##### Data for this task #####
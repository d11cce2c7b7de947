use crate::error::{AudioloopError, Result};

/// Fraction of the total duration where the default region starts.
const DEFAULT_START_FRACTION: f64 = 0.2;
/// Fraction of the total duration where the default region ends.
const DEFAULT_END_FRACTION: f64 = 0.8;

/// A validated time interval `[start, end)` within a source, in seconds.
///
/// A `Region` is only ever handed out by [`RegionModel`], so holders can rely
/// on `0 <= start < end <= total_duration` without re-checking.
#[derive(Debug, Clone, Copy, PartialEq)]
pub struct Region {
    pub start: f64,
    pub end: f64,
}

impl Region {
    /// Length of the interval in seconds.
    pub fn duration(&self) -> f64 {
        self.end - self.start
    }
}

/// Single source of truth for the current selection against a known total
/// duration. All mutation goes through validating setters; downstream
/// consumers (preview playback, the pipelines) read the region as-is.
#[derive(Debug, Clone)]
pub struct RegionModel {
    total_duration: f64,
    region: Region,
}

impl RegionModel {
    /// Create a model for a source of the given duration, with the region
    /// initialized to the default 20%-80% window.
    pub fn new(total_duration: f64) -> Result<Self> {
        check_duration(total_duration)?;
        Ok(Self {
            total_duration,
            region: default_region(total_duration),
        })
    }

    /// Reset against a (re)reported total duration.
    ///
    /// The region always snaps back to the default window, including when a
    /// duration is re-reported after the user already moved the region: a
    /// preserved region could fall outside the new duration, so resetting is
    /// the only choice that keeps the invariants intact.
    pub fn set_total_duration(&mut self, total_duration: f64) -> Result<()> {
        check_duration(total_duration)?;
        self.total_duration = total_duration;
        self.region = default_region(total_duration);
        Ok(())
    }

    /// Replace the region, accepting only `0 <= start < end <= total`.
    ///
    /// On rejection the prior region is left untouched; there is no partial
    /// update.
    pub fn set_region(&mut self, start: f64, end: f64) -> Result<()> {
        if !start.is_finite() || !end.is_finite() {
            return Err(AudioloopError::InvalidRegion(format!(
                "region bounds must be finite, got [{start}, {end})"
            )));
        }
        if start < 0.0 {
            return Err(AudioloopError::InvalidRegion(format!(
                "region start {start:.3} is negative"
            )));
        }
        if start >= end {
            return Err(AudioloopError::InvalidRegion(format!(
                "region start {start:.3} is not before end {end:.3}"
            )));
        }
        if end > self.total_duration {
            return Err(AudioloopError::InvalidRegion(format!(
                "region end {end:.3} exceeds total duration {:.3}",
                self.total_duration
            )));
        }
        self.region = Region { start, end };
        Ok(())
    }

    pub fn region(&self) -> Region {
        self.region
    }

    pub fn total_duration(&self) -> f64 {
        self.total_duration
    }

    /// `end - start`; callers use this to project output length
    /// (`selected_duration() * repeat_count`).
    pub fn selected_duration(&self) -> f64 {
        self.region.duration()
    }
}

fn default_region(total_duration: f64) -> Region {
    Region {
        start: total_duration * DEFAULT_START_FRACTION,
        end: total_duration * DEFAULT_END_FRACTION,
    }
}

fn check_duration(total_duration: f64) -> Result<()> {
    if !total_duration.is_finite() || total_duration <= 0.0 {
        return Err(AudioloopError::InvalidRegion(format!(
            "total duration must be positive, got {total_duration}"
        )));
    }
    Ok(())
}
#####
= What is being asked =
Lines with the word "must": copy each one from the data above.

= The completed task =
                "region bounds must be finite, got [{start}, {end})"
            "total duration must be positive, got {total_duration}"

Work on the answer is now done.